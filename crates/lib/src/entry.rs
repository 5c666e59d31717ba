//! Where boot artifacts live on the boot partition.
//!
//! See <https://uapi-group.org/specifications/specs/boot_loader_specification/>
//! for the two layouts: Type #1 text entries in `loader/entries`, and
//! Type #2 unified kernel images in `EFI/Linux`.

use anyhow::{Context, Result};
use camino::{Utf8Path, Utf8PathBuf};
use cap_std_ext::cap_std::{self, fs::Dir};
use cap_std_ext::dirext::CapStdExtDirExt;
use clap::ValueEnum;
use fn_error_context::context;
use regex::Regex;
use serde::{Deserialize, Serialize};

use crate::errors::HookError;
use crate::sysconf::MachineId;

/// The EFI Linux directory, scanned by systemd-boot for Type #2 entries
pub(crate) const EFI_LINUX: &str = "EFI/Linux";
/// The Type #1 entries directory
pub(crate) const LOADER_ENTRIES: &str = "loader/entries";

/// How kernels are installed on the boot partition.
#[derive(ValueEnum, Debug, Copy, Clone, PartialEq, Eq, Serialize, Deserialize, Default)]
#[serde(rename_all = "lowercase")]
pub enum Layout {
    /// A text loader entry plus separate kernel and initrd files
    Bls,
    /// A single unified kernel image
    #[default]
    Uki,
}

impl std::fmt::Display for Layout {
    fn fmt(&self, f: &mut std::fmt::Formatter<'_>) -> std::fmt::Result {
        let s = match self {
            Layout::Bls => "bls",
            Layout::Uki => "uki",
        };
        f.write_str(s)
    }
}

impl TryFrom<&str> for Layout {
    type Error = anyhow::Error;

    fn try_from(value: &str) -> std::result::Result<Self, Self::Error> {
        match value {
            "bls" => Ok(Self::Bls),
            "uki" => Ok(Self::Uki),
            unrecognized => Err(anyhow::anyhow!("Unrecognized layout: '{unrecognized}'")),
        }
    }
}

impl Layout {
    /// Directory holding the entries, relative to the boot root.
    pub(crate) fn entries_dir(&self) -> &'static str {
        match self {
            Layout::Bls => LOADER_ENTRIES,
            Layout::Uki => EFI_LINUX,
        }
    }

    fn extension(&self) -> &'static str {
        match self {
            Layout::Bls => "conf",
            Layout::Uki => "efi",
        }
    }

    /// The file name without boot counting suffix and extension.
    fn stem(&self, kver: &str, machine_id: &MachineId) -> String {
        match self {
            Layout::Bls => format!("{machine_id}-{kver}"),
            Layout::Uki => format!("{kver}-{machine_id}"),
        }
    }
}

/// Reject kernel versions that can't safely be used as a path component.
pub(crate) fn validate_kernel_version(kver: &str) -> Result<(), HookError> {
    let bad = kver.is_empty()
        || kver == "."
        || kver == ".."
        || kver.contains('/')
        || kver.chars().any(|c| c.is_whitespace() || c.is_control());
    if bad {
        return Err(HookError::InvalidKernelVersion(kver.to_owned()));
    }
    Ok(())
}

/// The computed location of the artifact for one kernel.
#[derive(Debug, Clone, PartialEq, Eq, Serialize)]
pub(crate) struct LoaderEntryPath {
    boot_root: Utf8PathBuf,
    file_name: String,
    layout: Layout,
}

impl LoaderEntryPath {
    pub(crate) fn compute(
        layout: Layout,
        boot_root: &Utf8Path,
        kver: &str,
        machine_id: &MachineId,
        tries: Option<u32>,
    ) -> Self {
        let stem = layout.stem(kver, machine_id);
        let ext = layout.extension();
        let file_name = match tries {
            Some(t) => format!("{stem}+{t}.{ext}"),
            None => format!("{stem}.{ext}"),
        };
        Self {
            boot_root: boot_root.to_owned(),
            file_name,
            layout,
        }
    }

    pub(crate) fn file_name(&self) -> &str {
        &self.file_name
    }

    /// Parent directory, relative to the boot root.
    pub(crate) fn parent_relative(&self) -> &'static str {
        self.layout.entries_dir()
    }

    pub(crate) fn parent(&self) -> Utf8PathBuf {
        self.boot_root.join(self.parent_relative())
    }

    pub(crate) fn absolute(&self) -> Utf8PathBuf {
        self.parent().join(&self.file_name)
    }
}

impl std::fmt::Display for LoaderEntryPath {
    fn fmt(&self, f: &mut std::fmt::Formatter<'_>) -> std::fmt::Result {
        write!(f, "{}", self.absolute())
    }
}

/// Split `<boot root>/<machine id>/<kver>` into the boot root.
pub(crate) fn split_entry_dir<'p>(
    entry_dir: &'p Utf8Path,
    machine_id: &MachineId,
    kver: &str,
) -> Result<&'p Utf8Path> {
    anyhow::ensure!(
        entry_dir.is_absolute(),
        "Entry directory {entry_dir} is not absolute"
    );
    let Some(last) = entry_dir.file_name() else {
        anyhow::bail!("Entry directory {entry_dir} has no final component");
    };
    anyhow::ensure!(
        last == kver,
        "Entry directory {entry_dir} does not end in kernel version {kver}"
    );
    let token_dir = entry_dir
        .parent()
        .ok_or_else(|| anyhow::anyhow!("Entry directory {entry_dir} is too short"))?;
    anyhow::ensure!(
        token_dir.file_name() == Some(machine_id.as_ref()),
        "Entry directory {entry_dir} is not below machine ID {machine_id}"
    );
    token_dir
        .parent()
        .ok_or_else(|| anyhow::anyhow!("Entry directory {entry_dir} is too short"))
}

/// Derive the boot root from the entry directory passed by kernel-install,
/// and verify it's an existing directory.
#[context("Deriving boot root from {entry_dir}")]
pub(crate) fn derive_boot_root(
    entry_dir: &Utf8Path,
    machine_id: &MachineId,
    kver: &str,
) -> Result<Utf8PathBuf> {
    let boot_root = split_entry_dir(entry_dir, machine_id, kver)?;
    let d = Dir::open_ambient_dir(boot_root, cap_std::ambient_authority())
        .with_context(|| format!("Opening {boot_root}"))?;
    match d.is_mountpoint(".") {
        Ok(Some(true)) => {}
        Ok(_) => tracing::debug!("{boot_root} is not a mount point"),
        Err(e) => tracing::debug!("Failed to query mount state of {boot_root}: {e}"),
    }
    Ok(boot_root.to_owned())
}

/// Matches the file names this hook may have produced for one kernel,
/// with or without a boot counting suffix (`+LEFT` or `+LEFT-DONE`).
#[derive(Debug)]
pub(crate) struct ArtifactPattern {
    layout: Layout,
    re: Regex,
}

impl ArtifactPattern {
    pub(crate) fn new(layout: Layout, kver: &str, machine_id: &MachineId) -> Result<Self> {
        let stem = regex::escape(&layout.stem(kver, machine_id));
        let ext = layout.extension();
        let re = Regex::new(&format!(r"^{stem}(\+[0-9]+(-[0-9]+)?)?\.{ext}$"))
            .context("Compiling artifact pattern")?;
        Ok(Self { layout, re })
    }

    pub(crate) fn matches(&self, name: &str) -> bool {
        self.re.is_match(name)
    }

    /// Remove every matching file in the layout's entries directory.
    /// A missing directory is not an error. Returns the removed names.
    #[context("Removing old artifacts")]
    pub(crate) fn remove_matching(&self, boot: &Dir) -> Result<Vec<String>> {
        let dirname = self.layout.entries_dir();
        let Some(d) = boot
            .open_dir_optional(dirname)
            .with_context(|| format!("Opening {dirname}"))?
        else {
            return Ok(Vec::new());
        };
        let mut removed = Vec::new();
        for ent in d.entries()? {
            let ent = ent?;
            let name = ent.file_name();
            let Some(name) = name.to_str() else {
                continue;
            };
            if !self.matches(name) || !ent.file_type()?.is_file() {
                continue;
            }
            if d.remove_file_optional(name)
                .with_context(|| format!("Removing {dirname}/{name}"))?
            {
                tracing::debug!("Removed {dirname}/{name}");
                removed.push(name.to_owned());
            }
        }
        removed.sort();
        Ok(removed)
    }
}

#[cfg(test)]
mod tests {
    use super::*;

    const MID: &str = "0123456789abcdef0123456789abcdef";
    const KVER: &str = "6.9.1-200.fc40.x86_64";

    fn mid() -> MachineId {
        MID.parse().unwrap()
    }

    #[test]
    fn test_uki_path() {
        let esp = Utf8Path::new("/boot/efi");
        let p = LoaderEntryPath::compute(Layout::Uki, esp, KVER, &mid(), None);
        assert_eq!(p.absolute(), format!("/boot/efi/EFI/Linux/{KVER}-{MID}.efi"));
        let p = LoaderEntryPath::compute(Layout::Uki, esp, KVER, &mid(), Some(2));
        assert_eq!(p.absolute(), format!("/boot/efi/EFI/Linux/{KVER}-{MID}+2.efi"));
        assert_eq!(p.parent(), "/boot/efi/EFI/Linux");
    }

    #[test]
    fn test_bls_path() {
        let boot = Utf8Path::new("/boot");
        let p = LoaderEntryPath::compute(Layout::Bls, boot, KVER, &mid(), None);
        assert_eq!(p.to_string(), format!("/boot/loader/entries/{MID}-{KVER}.conf"));
        let p = LoaderEntryPath::compute(Layout::Bls, boot, KVER, &mid(), Some(0));
        assert_eq!(p.file_name(), format!("{MID}-{KVER}+0.conf"));
    }

    #[test]
    fn test_layout_strings() {
        for l in [Layout::Bls, Layout::Uki] {
            assert_eq!(Layout::try_from(l.to_string().as_str()).unwrap(), l);
        }
        assert!(Layout::try_from("other").is_err());
        assert_eq!(Layout::default(), Layout::Uki);
    }

    #[test]
    fn test_kernel_version() {
        validate_kernel_version(KVER).unwrap();
        for bad in ["", ".", "..", "6.9/../..", "6.9 1", "6.9\n"] {
            assert!(validate_kernel_version(bad).is_err(), "{bad:?}");
        }
    }

    #[test]
    fn test_split_entry_dir() {
        let m = &mid();
        let ok = |p: &str| split_entry_dir(Utf8Path::new(p), m, KVER).map(|p| p.to_string());
        assert_eq!(ok(&format!("/boot/efi/{MID}/{KVER}")).unwrap(), "/boot/efi");
        // trailing slash
        assert_eq!(ok(&format!("/boot/{MID}/{KVER}/")).unwrap(), "/boot");
        // boot root at the top
        assert_eq!(ok(&format!("/{MID}/{KVER}")).unwrap(), "/");
        // relative
        assert!(ok(&format!("boot/{MID}/{KVER}")).is_err());
        // mismatched version
        assert!(ok(&format!("/boot/{MID}/6.8.0")).is_err());
        // mismatched machine ID
        assert!(ok(&format!("/boot/fedora/{KVER}")).is_err());
        // too short
        assert!(ok(&format!("/{KVER}")).is_err());
        assert!(ok("/").is_err());
    }

    #[test]
    fn test_derive_boot_root() -> Result<()> {
        let td = tempfile::tempdir()?;
        let base = Utf8Path::from_path(td.path()).unwrap();
        let entry_dir = base.join(MID).join(KVER);
        assert_eq!(derive_boot_root(&entry_dir, &mid(), KVER)?, base);
        let missing = base.join("nonexistent").join(MID).join(KVER);
        assert!(derive_boot_root(&missing, &mid(), KVER).is_err());
        Ok(())
    }

    #[test]
    fn test_artifact_pattern() -> Result<()> {
        let pat = ArtifactPattern::new(Layout::Uki, KVER, &mid())?;
        for name in [
            format!("{KVER}-{MID}.efi"),
            format!("{KVER}-{MID}+3.efi"),
            format!("{KVER}-{MID}+2-1.efi"),
        ] {
            assert!(pat.matches(&name), "{name}");
        }
        for name in [
            format!("{KVER}-{MID}.conf"),
            format!("{KVER}-{MID}.efi.bak"),
            format!("{KVER}-{MID}+.efi"),
            format!("{KVER}-{MID}+x.efi"),
            format!("{KVER}.1-{MID}.efi"),
            format!("x{KVER}-{MID}.efi"),
            // The dots in the version are literal
            format!("6x9x1-200.fc40.x86_64-{MID}.efi"),
        ] {
            assert!(!pat.matches(&name), "{name}");
        }
        let pat = ArtifactPattern::new(Layout::Bls, KVER, &mid())?;
        assert!(pat.matches(&format!("{MID}-{KVER}+1.conf")));
        assert!(!pat.matches(&format!("{KVER}-{MID}.efi")));
        Ok(())
    }

    #[test]
    fn test_remove_matching() -> Result<()> {
        let td = tempfile::tempdir()?;
        let boot = Dir::open_ambient_dir(td.path(), cap_std::ambient_authority())?;
        let pat = ArtifactPattern::new(Layout::Uki, KVER, &mid())?;
        assert!(pat.remove_matching(&boot)?.is_empty());

        boot.create_dir_all(EFI_LINUX)?;
        let d = boot.open_dir(EFI_LINUX)?;
        d.write(format!("{KVER}-{MID}.efi"), "uki")?;
        d.write(format!("{KVER}-{MID}+1-2.efi"), "uki")?;
        d.write(format!("6.8.0-{MID}.efi"), "other kernel")?;
        d.write(format!("{KVER}-{MID}.efi.orig"), "unrelated")?;
        let removed = pat.remove_matching(&boot)?;
        assert_eq!(
            removed,
            [format!("{KVER}-{MID}+1-2.efi"), format!("{KVER}-{MID}.efi")]
        );
        assert!(d.try_exists(format!("6.8.0-{MID}.efi"))?);
        assert!(d.try_exists(format!("{KVER}-{MID}.efi.orig"))?);
        assert!(pat.remove_matching(&boot)?.is_empty());
        Ok(())
    }
}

**Goal of the exercise:** Copy out each line of the material above, word for word, from the first down to the line containing "use crate::sysconf::MachineId;". Add nothing.

**Answer box:**
filename crates/lib/src/entry.rs
repository 5c666e59d31717ba
//! Where boot artifacts live on the boot partition.
//!
//! See <https://uapi-group.org/specifications/specs/boot_loader_specification/>
//! for the two layouts: Type #1 text entries in `loader/entries`, and
//! Type #2 unified kernel images in `EFI/Linux`.

use anyhow::{Context, Result};
use camino::{Utf8Path, Utf8PathBuf};
use cap_std_ext::cap_std::{self, fs::Dir};
use cap_std_ext::dirext::CapStdExtDirExt;
use clap::ValueEnum;
use fn_error_context::context;
use regex::Regex;
use serde::{Deserialize, Serialize};

use crate::errors::HookError;
use crate::sysconf::MachineId;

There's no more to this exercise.